Il gelo della Curia romana dopo la decisione del segretario di Stato Parolin che di recente aveva ricevuto il fratello della ragazza scomparsa. Un alto prelato a ilfatto.it: "Qui non abbiamo niente". Ma non è il solo scettico: "Bisogna ammettere che fatti come questo ne avvengono a centinaia, ma sia fatto tutto per cercare la verità e lenire il dolore"
“Facile populismo”. Così un alto prelato della Curia romana commenta a ilfattoquotidiano.it la decisione del Vaticano di aprire un’indagine interna sul caso di Emanuela Orlandi. Decisione al momento non confermata dalla Santa Sede, ma resa pubblica dall’avvocato Laura Sgrò, legale della famiglia della ragazza scomparsa il 22 giugno 1983. “Io so – ribatte l’alto prelato – che non abbiamo niente e questa decisione è solo facile populismo”. Una posizione che punta il dito contro chi ha dato l’autorizzazione ad aprire l’inchiesta.
Fino a oggi, infatti, la Segreteria di Stato vaticana aveva sempre respinto la richiesta del fratello di Emanuela, Pietro Orlandi, di riaprire il dossier sulla ragazza scomparsa. “Non possiamo fare altro – aveva ribadito più volte l’allora Sostituto, ovvero il ministro dell’Interno della Santa Sede, Giovanni Angelo Becciu – che condividere, simpatizzare e prendere a cuore la sofferenza dei familiari. Non so se la magistratura italiana abbia nuovi elementi, ma da parte vaticana non c’è nulla da dire in più di quanto non si sia già detto”. Ma il cardinale Segretario di Stato, Pietro Parolin, che recentemente ha ricevuto Pietro Orlandi, ha deciso di riaprire il dossier sulla ragazza scomparsa che, secondo i famigliari, sarebbe seppellita in una tomba precisa del Cimitero Teutonico, all’interno del territorio vaticano.
“Da parte della Santa Sede – è il commento di un vecchio curiale – certamente ci sono e ci sono sempre stati dolore e partecipazione per questa triste vicenda. Bisogna onestamente, però, ammettere che fatti come questo ne avvengono a centinaia e che il caso Orlandi ha avuto e ha ancora oggi, a distanza di oltre 30 anni, troppa copertura mediatica. Il dolore fa credere a tutto e fa chiedere cose estreme. E la disperazione porta a immaginare situazioni non credibili: chi avrebbe commesso il delitto? Come si sarebbe svolto? E chi mai, qualora fosse accaduto, avrebbe pensato a una sepoltura in Vaticano? Ma, per finire, ora tutto sia fatto per cercare la verità o almeno per lenire il dolore”.
Una posizione largamente condivisa nei sacri palazzi dove sono abbastanza certi che all’interno del Vaticano non ci sia il corpo della Orlandi.
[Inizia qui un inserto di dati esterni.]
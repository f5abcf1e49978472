use std::path::{Path, PathBuf};
use std::time::{Duration, Instant};

use crate::capture::domain::capture_config::CaptureConfig;
use crate::capture::domain::frame_source::FrameSource;
use crate::shared::constants::IMAGE_EXTENSIONS;
use crate::shared::error::{CaptureError, ShutdownError, StartupError};
use crate::shared::frame::Frame;

/// Replays a directory of still images as a looping live feed.
///
/// Files are played in name order, paced to the configured frame rate and
/// resized to the configured resolution. Useful without a camera attached.
pub struct ImageSequenceSource {
    paths: Vec<PathBuf>,
    cursor: usize,
    width: u32,
    height: u32,
    interval: Duration,
    last_frame_at: Option<Instant>,
    sequence: u64,
}

impl ImageSequenceSource {
    pub fn new() -> Self {
        Self {
            paths: Vec::new(),
            cursor: 0,
            width: 0,
            height: 0,
            interval: Duration::ZERO,
            last_frame_at: None,
            sequence: 0,
        }
    }

    fn pace(&mut self) {
        if let Some(last) = self.last_frame_at {
            let elapsed = last.elapsed();
            if elapsed < self.interval {
                std::thread::sleep(self.interval - elapsed);
            }
        }
        self.last_frame_at = Some(Instant::now());
    }
}

impl Default for ImageSequenceSource {
    fn default() -> Self {
        Self::new()
    }
}

fn list_images(dir: &Path) -> std::io::Result<Vec<PathBuf>> {
    let mut paths: Vec<PathBuf> = std::fs::read_dir(dir)?
        .filter_map(|e| e.ok())
        .map(|e| e.path())
        .filter(|p| p.is_file() && is_image(p))
        .collect();
    paths.sort();
    Ok(paths)
}

fn is_image(path: &Path) -> bool {
    path.extension()
        .and_then(|ext| ext.to_str())
        .map(|ext| IMAGE_EXTENSIONS.contains(&ext.to_lowercase().as_str()))
        .unwrap_or(false)
}

impl FrameSource for ImageSequenceSource {
    fn open(&mut self, config: &CaptureConfig) -> Result<(), StartupError> {
        config.validate()?;

        let dir = Path::new(&config.device);
        let paths = list_images(dir).map_err(|e| StartupError::DeviceOpen {
            device: config.device.clone(),
            reason: e.to_string(),
        })?;
        if paths.is_empty() {
            return Err(StartupError::DeviceOpen {
                device: config.device.clone(),
                reason: "no images found".into(),
            });
        }

        log::debug!("Replaying {} images from {}", paths.len(), dir.display());
        self.paths = paths;
        self.cursor = 0;
        self.width = config.width;
        self.height = config.height;
        self.interval = Duration::from_secs_f64(1.0 / config.fps as f64);
        self.last_frame_at = None;
        self.sequence = 0;
        Ok(())
    }

    fn next_frame(&mut self) -> Result<Frame, CaptureError> {
        if self.paths.is_empty() {
            return Err(CaptureError::NotOpen);
        }
        self.pace();

        let path = self.paths[self.cursor].clone();
        self.cursor = (self.cursor + 1) % self.paths.len();

        let img = image::open(&path)
            .map_err(|source| CaptureError::Read { path, source })?
            .to_rgb8();
        let img = if img.dimensions() == (self.width, self.height) {
            img
        } else {
            image::imageops::resize(
                &img,
                self.width,
                self.height,
                image::imageops::FilterType::Triangle,
            )
        };

        let frame = Frame::new(img.into_raw(), self.width, self.height, 3, self.sequence);
        self.sequence += 1;
        Ok(frame)
    }

    fn close(&mut self) -> Result<(), ShutdownError> {
        self.paths.clear();
        self.last_frame_at = None;
        Ok(())
    }
}

#[cfg(test)]
mod tests {
    use super::*;
    use image::{Rgb, RgbImage};

    fn write_image(dir: &Path, name: &str, w: u32, h: u32, value: u8) {
        RgbImage::from_pixel(w, h, Rgb([value, value, value]))
            .save(dir.join(name))
            .unwrap();
    }

    fn config_for(dir: &Path, width: u32, height: u32) -> CaptureConfig {
        CaptureConfig {
            device: dir.to_string_lossy().into_owned(),
            format: None,
            width,
            height,
            fps: 1000,
        }
    }

    #[test]
    fn test_empty_directory_fails_to_open() {
        let dir = tempfile::tempdir().unwrap();
        let mut source = ImageSequenceSource::new();
        let result = source.open(&config_for(dir.path(), 32, 24));
        assert!(matches!(result, Err(StartupError::DeviceOpen { .. })));
    }

    #[test]
    fn test_missing_directory_fails_to_open() {
        let mut source = ImageSequenceSource::new();
        let result = source.open(&config_for(Path::new("/nonexistent/frames"), 32, 24));
        assert!(matches!(result, Err(StartupError::DeviceOpen { .. })));
    }

    #[test]
    fn test_replays_in_name_order_and_loops() {
        let dir = tempfile::tempdir().unwrap();
        write_image(dir.path(), "b.png", 32, 24, 200);
        write_image(dir.path(), "a.png", 32, 24, 10);
        std::fs::write(dir.path().join("notes.txt"), b"ignored").unwrap();

        let mut source = ImageSequenceSource::new();
        source.open(&config_for(dir.path(), 32, 24)).unwrap();

        let values: Vec<u8> = (0..3)
            .map(|_| source.next_frame().unwrap().data()[0])
            .collect();
        assert_eq!(values, vec![10, 200, 10]);
    }

    #[test]
    fn test_frames_are_resized_to_configured_resolution() {
        let dir = tempfile::tempdir().unwrap();
        write_image(dir.path(), "big.png", 64, 48, 90);

        let mut source = ImageSequenceSource::new();
        source.open(&config_for(dir.path(), 16, 12)).unwrap();

        let frame = source.next_frame().unwrap();
        assert_eq!((frame.width(), frame.height()), (16, 12));
        assert_eq!(frame.sequence(), 0);
        assert_eq!(source.next_frame().unwrap().sequence(), 1);
    }

    #[test]
    fn test_unreadable_image_is_capture_error() {
        let dir = tempfile::tempdir().unwrap();
        std::fs::write(dir.path().join("broken.png"), b"not a png").unwrap();

        let mut source = ImageSequenceSource::new();
        source.open(&config_for(dir.path(), 16, 12)).unwrap();
        assert!(matches!(
            source.next_frame(),
            Err(CaptureError::Read { .. })
        ));
    }

    #[test]
    fn test_close_stops_frames() {
        let dir = tempfile::tempdir().unwrap();
        write_image(dir.path(), "a.png", 8, 8, 1);

        let mut source = ImageSequenceSource::new();
        source.open(&config_for(dir.path(), 8, 8)).unwrap();
        source.close().unwrap();
        assert!(matches!(source.next_frame(), Err(CaptureError::NotOpen)));
    }
}
use std::collections::BTreeMap;
use std::time::Instant;

/// Cross-cutting logger for pipeline loop events.
///
/// Lets the controller report cycle progress, stage timings and per-frame
/// metrics without knowing where they end up.
pub trait PipelineLogger: Send {
    /// Called after each completed cycle with the running total.
    fn cycle(&mut self, completed: u64);

    /// Record how long a named stage took for one frame.
    fn timing(&mut self, stage: &str, duration_ms: f64);

    /// Record a per-frame value such as the number of faces found.
    fn metric(&mut self, name: &str, value: f64);

    fn info(&mut self, message: &str);

    /// Emit an end-of-run summary. Default: no-op.
    fn summary(&self) {}
}

/// Discards everything.
pub struct NullPipelineLogger;

impl PipelineLogger for NullPipelineLogger {
    fn cycle(&mut self, _completed: u64) {}
    fn timing(&mut self, _stage: &str, _duration_ms: f64) {}
    fn metric(&mut self, _name: &str, _value: f64) {}
    fn info(&mut self, _message: &str) {}
}

/// Running aggregate of one stage timing or metric.
#[derive(Clone, Copy, Debug, Default, PartialEq)]
pub struct Aggregate {
    pub count: u64,
    pub total: f64,
    pub max: f64,
    pub last: f64,
}

impl Aggregate {
    fn record(&mut self, value: f64) {
        self.count += 1;
        self.total += value;
        self.max = if self.count == 1 { value } else { self.max.max(value) };
        self.last = value;
    }

    pub fn mean(&self) -> f64 {
        if self.count == 0 {
            0.0
        } else {
            self.total / self.count as f64
        }
    }
}

/// Aggregates stage timings and metrics and reports through the `log`
/// crate.
///
/// A live stream has no known end, so samples are folded into constant-size
/// aggregates and a progress line is emitted every `throttle_cycles` frames.
pub struct StatsPipelineLogger {
    throttle_cycles: u64,
    timings: BTreeMap<String, Aggregate>,
    metrics: BTreeMap<String, Aggregate>,
    started: Instant,
    cycles: u64,
}

impl StatsPipelineLogger {
    pub fn new(throttle_cycles: u64) -> Self {
        Self {
            throttle_cycles: throttle_cycles.max(1),
            timings: BTreeMap::new(),
            metrics: BTreeMap::new(),
            started: Instant::now(),
            cycles: 0,
        }
    }

    /// Multi-line run summary, or `None` before anything was recorded.
    pub fn summary_string(&self) -> Option<String> {
        if self.timings.is_empty() && self.metrics.is_empty() {
            return None;
        }

        let elapsed_s = self.started.elapsed().as_secs_f64();
        let mut out = format!(
            "Pipeline summary ({} frames in {elapsed_s:.1}s):",
            self.cycles
        );
        for (stage, agg) in &self.timings {
            out.push_str(&format!(
                "\n  {stage:10}: avg {:6.1}ms  max {:6.1}ms  over {} frames",
                agg.mean(),
                agg.max,
                agg.count
            ));
        }
        for (name, agg) in &self.metrics {
            out.push_str(&format!(
                "\n  {name}: avg {:.1}  total {:.0}",
                agg.mean(),
                agg.total
            ));
        }
        if let Some(fps) = frames_per_second(self.cycles, elapsed_s) {
            out.push_str(&format!("\n  Throughput: {fps:.1} fps"));
        }
        Some(out)
    }

    pub fn timings_for(&self, stage: &str) -> Option<&Aggregate> {
        self.timings.get(stage)
    }

    pub fn metrics_for(&self, name: &str) -> Option<&Aggregate> {
        self.metrics.get(name)
    }

    pub fn cycles(&self) -> u64 {
        self.cycles
    }

    fn progress_line(&self) -> String {
        let mut line = format!("Processed {} frames", self.cycles);
        if let Some(fps) = frames_per_second(self.cycles, self.started.elapsed().as_secs_f64()) {
            line.push_str(&format!(" ({fps:.1} fps)"));
        }
        if let Some(faces) = self.metrics.get("faces") {
            line.push_str(&format!(", {:.0} faces seen", faces.total));
        }
        line
    }
}

impl Default for StatsPipelineLogger {
    fn default() -> Self {
        Self::new(100)
    }
}

impl PipelineLogger for StatsPipelineLogger {
    fn cycle(&mut self, completed: u64) {
        self.cycles = completed;
        if completed % self.throttle_cycles == 0 {
            log::info!("{}", self.progress_line());
        }
    }

    fn timing(&mut self, stage: &str, duration_ms: f64) {
        self.timings.entry(stage.to_owned()).or_default().record(duration_ms);
    }

    fn metric(&mut self, name: &str, value: f64) {
        self.metrics.entry(name.to_owned()).or_default().record(value);
    }

    fn info(&mut self, message: &str) {
        log::info!("{message}");
    }

    fn summary(&self) {
        if let Some(text) = self.summary_string() {
            log::info!("{text}");
        }
    }
}

fn frames_per_second(frames: u64, elapsed_s: f64) -> Option<f64> {
    (frames > 0 && elapsed_s > 0.0).then(|| frames as f64 / elapsed_s)
}

#[cfg(test)]
mod tests {
    use super::*;
    use approx::assert_relative_eq;

    #[test]
    fn test_null_logger_accepts_everything() {
        let mut logger = NullPipelineLogger;
        logger.cycle(1);
        logger.timing("detect", 5.0);
        logger.metric("faces", 3.0);
        logger.info("hello");
        logger.summary();
    }

    #[test]
    fn test_timings_fold_into_aggregates() {
        let mut logger = StatsPipelineLogger::new(10);
        logger.timing("detect", 20.0);
        logger.timing("detect", 40.0);
        logger.timing("detect", 30.0);
        logger.timing("classify", 5.0);

        let detect = logger.timings_for("detect").unwrap();
        assert_eq!(detect.count, 3);
        assert_relative_eq!(detect.mean(), 30.0);
        assert_relative_eq!(detect.max, 40.0);
        assert_relative_eq!(detect.last, 30.0);
        assert_eq!(logger.timings_for("classify").unwrap().count, 1);
        assert!(logger.timings_for("annotate").is_none());
    }

    #[test]
    fn test_negative_first_sample_sets_max() {
        let mut agg = Aggregate::default();
        agg.record(-2.0);
        assert_relative_eq!(agg.max, -2.0);
        assert_relative_eq!(Aggregate::default().mean(), 0.0);
    }

    #[test]
    fn test_summary_lists_stages_and_metrics() {
        let mut logger = StatsPipelineLogger::new(10);
        logger.cycle(2);
        logger.timing("detect", 20.0);
        logger.timing("annotate", 1.0);
        logger.metric("faces", 2.0);
        logger.metric("faces", 1.0);

        let summary = logger.summary_string().unwrap();
        assert!(summary.starts_with("Pipeline summary (2 frames"));
        let annotate = summary.find("annotate").unwrap();
        let detect = summary.find("detect").unwrap();
        assert!(annotate < detect, "stages are listed alphabetically");
        assert!(summary.contains("faces: avg 1.5  total 3"));
    }

    #[test]
    fn test_empty_summary_returns_none() {
        assert!(StatsPipelineLogger::new(10).summary_string().is_none());
    }

    #[test]
    fn test_progress_line_reports_faces() {
        let mut logger = StatsPipelineLogger::new(10);
        logger.metric("faces", 2.0);
        logger.metric("faces", 3.0);
        logger.cycle(2);
        let line = logger.progress_line();
        assert!(line.starts_with("Processed 2 frames"));
        assert!(line.ends_with("5 faces seen"));
    }

    #[test]
    fn test_cycle_tracks_latest_count() {
        let mut logger = StatsPipelineLogger::new(10);
        for i in 1..=25 {
            logger.cycle(i);
        }
        assert_eq!(logger.cycles(), 25);
    }

    #[test]
    fn test_zero_throttle_is_clamped() {
        assert_eq!(StatsPipelineLogger::new(0).throttle_cycles, 1);
        assert_eq!(StatsPipelineLogger::default().throttle_cycles, 100);
    }

    #[test]
    fn test_frames_per_second() {
        assert!(frames_per_second(0, 1.0).is_none());
        assert!(frames_per_second(10, 0.0).is_none());
        assert_relative_eq!(frames_per_second(30, 1.0).unwrap(), 30.0);
    }
}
E non solo nella tomba indicata dalla famiglia della ragazza all’interno del Cimitero Teutonico. La convinzione è che ci sarà un bis di quanto avvenuto alla fine di ottobre 2018 alla Nunziatura apostolica in Italia. In quell’occasione, durante alcuni lavori di ristrutturazione di un locale annesso alla sede della rappresentanza diplomatica, erano state ritrovate alcune ossa. Per alcune settimane si era ipotizzato, senza però alcun fondamento, che quelle ossa fossero di Emanuela Orlandi e Mirella Gregori, l’altra ragazza scomparsa anche lei nel 1983. Ma gli esami scientifici hanno datato quei resti a poco meno di 2mila anni fa, tra il 90 e il 230 d.C., in pietà età imperiale
Fin dall’inizio del pontificato di Papa Francesco, Pietro Orlandi ha sperato che il rapporto burrascoso che c’è sempre stato tra la sua famiglia e il Vaticano potesse finalmente mutare. Era stato proprio il fratello di Emanuela, insieme con la mamma, a incontrare Bergoglio pochi giorni dopo la sua elezione. I due si abbracciarono il 17 marzo 2013, al termine della messa che, nella sua prima domenica da Pontefice, Francesco aveva celebrato nella parrocchia vaticana di Sant’Anna. Ma poi Orlandi era tornato ad attaccare duramente il nuovo vescovo di Roma: “Bergoglio è il terzo Papa che ho incontrato nella mia ricerca della verità. Con lui il muro in Vaticano su questa vicenda si è alzato più di prima”. Ora l’inchiesta interna della Santa Sede è destinata a fare nuova luce sulla vicenda.